Python module

attention_with_rope

An opaque KV Cache optimized attention mechanism with Rope.

`AttentionWithRope`

class max.nn.attention.attention_with_rope.AttentionWithRope(*, rope, num_attention_heads, num_key_value_heads, hidden_size, kv_params, devices=None, dtype=float32, linear_cls=<class 'max.nn.linear.Linear'>, stacked_qkv=False, scale=None, has_bias=False, float8_config=None, clip_qkv=None)

Implementation of attention that uses the rope frequency.

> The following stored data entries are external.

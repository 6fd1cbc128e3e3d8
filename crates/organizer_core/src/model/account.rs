//! Wallets/accounts transactions can be attributed to.

use serde::{Deserialize, Serialize};

pub const DEFAULT_ACCOUNT_ID: &str = "default";
pub const DEFAULT_ACCOUNT_NAME: &str = "Conta Principal";

#[derive(Debug, Clone, PartialEq, Serialize, Deserialize)]
pub struct Account {
    pub id: String,
    pub name: String,
    /// Opening balance; transaction totals are added on top.
    #[serde(default)]
    pub balance: f64,
}

impl Account {
    pub fn default_account() -> Self {
        Self {
            id: DEFAULT_ACCOUNT_ID.to_string(),
            name: DEFAULT_ACCOUNT_NAME.to_string(),
            balance: 0.0,
        }
    }
}
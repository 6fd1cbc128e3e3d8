//! Toy-car collection use-case service.
//!
//! # Invariants
//! - Collector numbers are unique case-insensitively across the collection,
//!   on create and on update.

use crate::csv_text;
use crate::model::toy_car::{validate_fields, ToyCar, ToyCarId, ToyCarValidationError};
use crate::store::keys;
use crate::store::{JsonStore, KeyValueStore, StoreError};
use chrono::{DateTime, NaiveDate, Utc};
use log::info;
use std::collections::{BTreeMap, BTreeSet};
use std::error::Error;
use std::fmt::{Display, Formatter};
use uuid::Uuid;

pub const TOYS_EXPORT_HEADER: &str = "Nome,Número,Ano,Série,Data Adicionado";

pub type ToyResult<T> = Result<T, ToyError>;

#[derive(Debug)]
pub enum ToyError {
    Validation(ToyCarValidationError),
    /// Another car already uses this collector number.
    DuplicateNumber(String),
    NotFound(ToyCarId),
    Store(StoreError),
}

impl Display for ToyError {
    fn fmt(&self, f: &mut Formatter<'_>) -> std::fmt::Result {
        match self {
            Self::Validation(err) => write!(f, "{err}"),
            Self::DuplicateNumber(number) => {
                write!(f, "a car with number `{number}` is already in the collection")
            }
            Self::NotFound(id) => write!(f, "car not found: {id}"),
            Self::Store(err) => write!(f, "{err}"),
        }
    }
}

impl Error for ToyError {
    fn source(&self) -> Option<&(dyn Error + 'static)> {
        match self {
            Self::Validation(err) => Some(err),
            Self::Store(err) => Some(err),
            _ => None,
        }
    }
}

impl From<StoreError> for ToyError {
    fn from(value: StoreError) -> Self {
        Self::Store(value)
    }
}

impl From<ToyCarValidationError> for ToyError {
    fn from(value: ToyCarValidationError) -> Self {
        Self::Validation(value)
    }
}

#[derive(Debug, Clone, PartialEq, Eq)]
pub struct ToyCarInput {
    pub name: String,
    pub number: String,
    pub year: u16,
    pub series: Option<String>,
}

impl ToyCarInput {
    pub fn new(name: impl Into<String>, number: impl Into<String>, year: u16) -> Self {
        Self {
            name: name.into(),
            number: number.into(),
            year,
            series: None,
        }
    }

    pub fn with_series(mut self, series: impl Into<String>) -> Self {
        self.series = Some(series.into());
        self
    }

    fn normalized_series(&self) -> Option<String> {
        self.series
            .as_deref()
            .map(str::trim)
            .filter(|series| !series.is_empty())
            .map(str::to_string)
    }
}

#[derive(Debug, Clone, Default, PartialEq, Eq)]
pub struct ToyCarFilter {
    /// Exact series; `None` means all.
    pub series: Option<String>,
    /// Case-insensitive substring of name or collector number.
    pub search: String,
}

impl ToyCarFilter {
    pub fn matches(&self, car: &ToyCar) -> bool {
        if let Some(series) = &self.series {
            if car.series.as_deref() != Some(series.as_str()) {
                return false;
            }
        }
        let needle = self.search.trim().to_lowercase();
        needle.is_empty()
            || car.name.to_lowercase().contains(&needle)
            || car.number.to_lowercase().contains(&needle)
    }
}

#[derive(Debug, Clone, Copy, Default, PartialEq, Eq)]
pub struct ToyCarStats {
    pub total: usize,
    pub distinct_series: usize,
    /// Ties go to the later year.
    pub most_common_year: Option<u16>,
}

impl ToyCarStats {
    pub fn of<'a>(cars: impl IntoIterator<Item = &'a ToyCar>) -> Self {
        let mut total = 0;
        let mut series = BTreeSet::new();
        let mut years = BTreeMap::<u16, usize>::new();
        for car in cars {
            total += 1;
            if let Some(name) = &car.series {
                series.insert(name.as_str());
            }
            *years.entry(car.year).or_insert(0) += 1;
        }
        let most_common_year = years
            .into_iter()
            .max_by_key(|(_, count)| *count)
            .map(|(year, _)| year);
        Self {
            total,
            distinct_series: series.len(),
            most_common_year,
        }
    }
}

#[derive(Debug, Clone, PartialEq)]
pub struct ToyCarView {
    /// Newest first.
    pub items: Vec<ToyCar>,
    pub stats: ToyCarStats,
}

pub struct ToyService<S: KeyValueStore> {
    store: S,
}

impl<S: KeyValueStore> ToyService<S> {
    pub fn new(store: S) -> Self {
        Self { store }
    }

    pub fn cars(&self) -> ToyResult<Vec<ToyCar>> {
        Ok(self.store.load_json(keys::TOY_CAR_COLLECTION, Vec::new())?)
    }

    fn save(&self, cars: &[ToyCar]) -> ToyResult<()> {
        self.store.save_json(keys::TOY_CAR_COLLECTION, cars)?;
        Ok(())
    }

    pub fn add_car(&self, input: ToyCarInput, now: DateTime<Utc>) -> ToyResult<ToyCar> {
        validate_fields(&input.name, &input.number, input.year)?;
        let mut cars = self.cars()?;
        ensure_unique_number(&cars, &input.number, None)?;

        let car = ToyCar {
            id: Uuid::new_v4(),
            name: input.name.trim().to_string(),
            number: input.number.trim().to_string(),
            year: input.year,
            series: input.normalized_series(),
            date_added: now,
        };
        cars.push(car.clone());
        self.save(&cars)?;
        info!("event=toy_create module=toys status=ok");
        Ok(car)
    }

    pub fn update_car(&self, id: ToyCarId, input: ToyCarInput) -> ToyResult<ToyCar> {
        validate_fields(&input.name, &input.number, input.year)?;
        let mut cars = self.cars()?;
        ensure_unique_number(&cars, &input.number, Some(id))?;

        let car = cars
            .iter_mut()
            .find(|car| car.id == id)
            .ok_or(ToyError::NotFound(id))?;
        car.name = input.name.trim().to_string();
        car.number = input.number.trim().to_string();
        car.year = input.year;
        car.series = input.normalized_series();
        let updated = car.clone();
        self.save(&cars)?;
        info!("event=toy_update module=toys status=ok");
        Ok(updated)
    }

    pub fn delete_car(&self, id: ToyCarId) -> ToyResult<ToyCar> {
        let mut cars = self.cars()?;
        let index = cars
            .iter()
            .position(|car| car.id == id)
            .ok_or(ToyError::NotFound(id))?;
        let removed = cars.remove(index);
        self.save(&cars)?;
        info!("event=toy_delete module=toys status=ok");
        Ok(removed)
    }

    pub fn view(&self, filter: &ToyCarFilter) -> ToyResult<ToyCarView> {
        let mut items = self
            .cars()?
            .into_iter()
            .filter(|car| filter.matches(car))
            .collect::<Vec<_>>();
        items.sort_by(|a, b| b.date_added.cmp(&a.date_added));
        let stats = ToyCarStats::of(&items);
        Ok(ToyCarView { items, stats })
    }

    /// Distinct series names, sorted, for the filter dropdown.
    pub fn series(&self) -> ToyResult<Vec<String>> {
        let names = self
            .cars()?
            .into_iter()
            .filter_map(|car| car.series)
            .collect::<BTreeSet<_>>();
        Ok(names.into_iter().collect())
    }

    pub fn export_csv(&self) -> ToyResult<String> {
        Ok(export_toys_csv(&self.cars()?))
    }
}

fn ensure_unique_number(cars: &[ToyCar], number: &str, except: Option<ToyCarId>) -> ToyResult<()> {
    let taken = cars
        .iter()
        .filter(|car| Some(car.id) != except)
        .any(|car| car.has_number(number));
    if taken {
        return Err(ToyError::DuplicateNumber(number.trim().to_string()));
    }
    Ok(())
}

/// `colecao_carrinhos_YYYY-MM-DD.csv`
pub fn toys_export_file_name(today: NaiveDate) -> String {
    format!("colecao_carrinhos_{}.csv", today.format("%Y-%m-%d"))
}

pub fn export_toys_csv(cars: &[ToyCar]) -> String {
    let mut out = String::from(TOYS_EXPORT_HEADER);
    out.push('\n');
    for car in cars {
        let year = car.year.to_string();
        let added = car.date_added.format("%d/%m/%Y").to_string();
        let row = [
            car.name.as_str(),
            car.number.as_str(),
            year.as_str(),
            car.series.as_deref().unwrap_or(""),
            added.as_str(),
        ]
        .map(csv_text::quote)
        .join(",");
        out.push_str(&row);
        out.push('\n');
    }
    out
}
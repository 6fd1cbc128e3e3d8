//! Minimal CSV handling shared by the exporters and the importer.
//!
//! Fields are separated by commas. A field wrapped in double quotes may
//! contain commas and line breaks, and `""` inside quotes is a literal quote.

/// Quotes `value` and doubles embedded quotes.
pub fn quote(value: &str) -> String {
    format!("\"{}\"", value.replace('"', "\"\""))
}

/// Splits one CSV record into trimmed fields.
pub fn parse_line(line: &str) -> Vec<String> {
    let mut fields = Vec::new();
    let mut current = String::new();
    let mut in_quotes = false;
    let mut chars = line.chars().peekable();

    while let Some(ch) = chars.next() {
        match ch {
            '"' if in_quotes && chars.peek() == Some(&'"') => {
                current.push('"');
                chars.next();
            }
            '"' => in_quotes = !in_quotes,
            ',' if !in_quotes => fields.push(std::mem::take(&mut current)),
            other => current.push(other),
        }
    }
    fields.push(current);
    fields
        .into_iter()
        .map(|field| field.trim().to_string())
        .collect()
}

/// Non-blank records of `text`.
///
/// Records end at `\n` or `\r\n` outside quotes; a line break inside a
/// quoted field stays part of the field.
pub fn records(text: &str) -> impl Iterator<Item = &str> {
    let mut records = Vec::new();
    let mut in_quotes = false;
    let mut start = 0;
    for (index, ch) in text.char_indices() {
        match ch {
            '"' => in_quotes = !in_quotes,
            '\n' if !in_quotes => {
                records.push(&text[start..index]);
                start = index + 1;
            }
            _ => {}
        }
    }
    records.push(&text[start..]);
    records
        .into_iter()
        .map(|record| record.strip_suffix('\r').unwrap_or(record))
        .filter(|record| !record.trim().is_empty())
}

#[cfg(test)]
mod tests {
    use super::{parse_line, quote, records};

    #[test]
    fn parse_line_handles_quotes_and_doubled_quotes() {
        assert_eq!(
            parse_line(r#"2024-01-02,"Pão, leite","12,5",Despesa,"Diz ""oi""""#),
            vec!["2024-01-02", "Pão, leite", "12,5", "Despesa", "Diz \"oi\""]
        );
        assert_eq!(parse_line(" a , b ,"), vec!["a", "b", ""]);
    }

    #[test]
    fn records_keep_quoted_line_breaks() {
        let text = "a,\"Linha\r\nDois\"\r\n\r\nb,\"x \"\"\n\"\"\"\nc,d";
        assert_eq!(
            records(text).collect::<Vec<_>>(),
            vec!["a,\"Linha\r\nDois\"", "b,\"x \"\"\n\"\"\"", "c,d"]
        );
        assert_eq!(parse_line("b,\"x \"\"\n\"\"\""), vec!["b", "x \"\n\""]);
        assert_eq!(quote("say \"hi\""), "\"say \"\"hi\"\"\"");
    }
}
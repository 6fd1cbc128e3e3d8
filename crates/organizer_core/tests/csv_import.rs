use chrono::NaiveDate;
use organizer_core::db::open_db_in_memory;
use organizer_core::model::period::MonthKey;
use organizer_core::service::finance_service::FinanceError;
use organizer_core::{FinanceService, NewTransaction, SqliteKvStore, TransactionKind};
use std::collections::HashSet;

fn date(y: i32, m: u32, d: u32) -> NaiveDate {
    NaiveDate::from_ymd_opt(y, m, d).unwrap()
}

fn seed(service: &FinanceService<SqliteKvStore<'_>>) {
    let today = date(2024, 8, 20);
    let entries = [
        ("Salário", 4200.0, TransactionKind::Income, date(2024, 8, 5), "Trabalho"),
        ("Feira, frutas", 1234.56, TransactionKind::Expense, date(2024, 8, 6), "Alimentação"),
        ("Ônibus \"linha 5\"", 4.4, TransactionKind::Expense, date(2024, 8, 7), "Transporte"),
    ];
    for (description, amount, kind, when, category) in entries {
        service
            .add_transaction(NewTransaction::new(description, amount, kind, when, category), today)
            .unwrap();
    }
}

#[test]
fn exported_csv_imports_into_an_empty_store() {
    let source_conn = open_db_in_memory().unwrap();
    let source = FinanceService::new(SqliteKvStore::new(&source_conn));
    seed(&source);
    let csv = source.export_csv().unwrap();
    assert!(csv.starts_with("Data,Descrição,Valor,ValorFormatado,Tipo,Categoria\n"));

    let target_conn = open_db_in_memory().unwrap();
    let target = FinanceService::new(SqliteKvStore::new(&target_conn));
    assert_eq!(target.import_csv(&csv).unwrap(), (3, 0));

    let imported = target.transactions().unwrap();
    let feira = imported
        .iter()
        .find(|tx| tx.description == "Feira, frutas")
        .unwrap();
    assert_eq!(feira.amount, 1234.56);
    assert_eq!(feira.kind, TransactionKind::Expense);
    assert!(imported
        .iter()
        .any(|tx| tx.description == "Ônibus \"linha 5\""));
}

#[test]
fn csv_import_skips_bad_rows_and_accepts_english_header() {
    let conn = open_db_in_memory().unwrap();
    let service = FinanceService::new(SqliteKvStore::new(&conn));
    let csv = "date,description,amount,type,category\n\
               05/03/2024,Padaria,\"12,50\",Despesa,Alimentação\n\
               2024-03-06,Freela,800,Receita,Trabalho\n\
               not-a-date,Broken,10,Despesa,Outros\n\
               2024-03-07,Sem tipo,10,Transferência,Outros\n";

    assert_eq!(service.import_csv(csv).unwrap(), (2, 2));
    let padaria = service
        .transactions()
        .unwrap()
        .into_iter()
        .find(|tx| tx.description == "Padaria")
        .unwrap();
    assert_eq!(padaria.date, date(2024, 3, 5));
    assert_eq!(padaria.amount, 12.5);
}

#[test]
fn csv_without_required_columns_is_rejected() {
    let conn = open_db_in_memory().unwrap();
    let service = FinanceService::new(SqliteKvStore::new(&conn));

    let err = service.import_csv("Data,Valor\n2024-01-01,10\n").unwrap_err();
    assert!(matches!(err, FinanceError::Import(_)));
    assert!(service.transactions().unwrap().is_empty());
}

#[test]
fn json_reimport_reassigns_colliding_ids() {
    let conn = open_db_in_memory().unwrap();
    let service = FinanceService::new(SqliteKvStore::new(&conn));
    seed(&service);
    let json = service.export_json().unwrap();

    assert_eq!(service.import_json(&json).unwrap(), (3, 0));
    let all = service.transactions().unwrap();
    assert_eq!(all.len(), 6);
    let ids = all.iter().map(|tx| tx.id).collect::<HashSet<_>>();
    assert_eq!(ids.len(), 6);

    assert!(matches!(
        service.import_json("{\"transactions\": []}"),
        Err(FinanceError::Import(_))
    ));
}

#[test]
fn monthly_report_lists_categories_by_spend() {
    let conn = open_db_in_memory().unwrap();
    let service = FinanceService::new(SqliteKvStore::new(&conn));
    seed(&service);

    let report = service
        .monthly_report(MonthKey::new(2024, 8).unwrap())
        .unwrap();
    let lines = report.lines().collect::<Vec<_>>();
    assert_eq!(lines[0], "Relatório;2024-08");
    assert_eq!(lines[1], "Receitas;4200");
    assert_eq!(lines[2], "Despesas;1238.96");
    assert_eq!(lines[5], "Categoria;TotalDespesa");
    assert_eq!(lines[6], "Alimentação;1234.56");
    assert_eq!(lines[7], "Transporte;4.4");
}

Initializes the attention layer.

Parameters:

rope (OptimizedRotaryEmbedding ) – The rope layer to borrow the freq_cis value from.
num_attention_heads (int ) – The number of attention heads.
num_key_value_heads (int ) – Number of key/value heads.
hidden_size (int ) – The dimension of the hidden states.
kv_params (KVCacheParams ) – KV Cache Params, including the number of kv heads, the head dim, and data type.
dtype (DType ) – DType of the QKV and output projection weights.
devices (list [ DeviceRef ] | None ) – Device to place the weights and run the computation. If multiple are provided, the first device is used. Use DistributedAttentionWithRope to use all devices during attention computation.
linear_cls (Callable [ ... , Linear ] ) – Linear class to use for the outputs dense layer.
stacked_qkv (bool ) – Whether the weights are stacked together.
scale (float | None ) – Value used to scale the results of the attention output.
has_bias (bool ) – Whether to use an attention bias.
clip_qkv (float | None ) – If provided, the QKV weights are clamped between [-clip_qkv, clip_qkv]
float8_config (Float8Config | None )

`qkv_input_scale`

property qkv_input_scale*: TensorValue | None*

The max of q, k, and v scale input vectors.

`qkv_weight_scale`

property qkv_weight_scale*: TensorValue*

The max of q, k, and v scale weight vectors.

`rope`

rope*: OptimizedRotaryEmbedding*

`wqkv`

property wqkv*: TensorValue*

The concatenation of q, k, and v weight vectors.

`wqkv_bias`

property wqkv_bias*: TensorValue | None*

The concatenation of q, k, and v bias weight vectors.

`AttentionWithRopeQKV`

class max.nn.attention.attention_with_rope.AttentionWithRopeQKV(n_heads: 'int', kv_params: 'KVCacheParams', wq: 'TensorValueLike', wk: 'TensorValueLike', wv: 'TensorValueLike', wo: 'LinearV1', scale: 'float', rope: 'OptimizedRotaryEmbedding')

Parameters:

n_heads (int )
kv_params (KVCacheParams )
wq (Value [ TensorType ] | TensorValue | Shape | Dim | int | float | integer | floating | ndarray )
wk (Value [ TensorType ] | TensorValue | Shape | Dim | int | float | integer | floating | ndarray )
wv (Value [ TensorType ] | TensorValue | Shape | Dim | int | float | integer | floating | ndarray )
wo (LinearV1 )
scale (float )
rope (OptimizedRotaryEmbedding )

`rope`

rope*: OptimizedRotaryEmbedding*

`AttentionWithRopeV1`

class max.nn.attention.attention_with_rope.AttentionWithRopeV1(n_heads, kv_params, wqkv, wo, scale, rope, bias=None, perm_idx=None, quantization_config=None)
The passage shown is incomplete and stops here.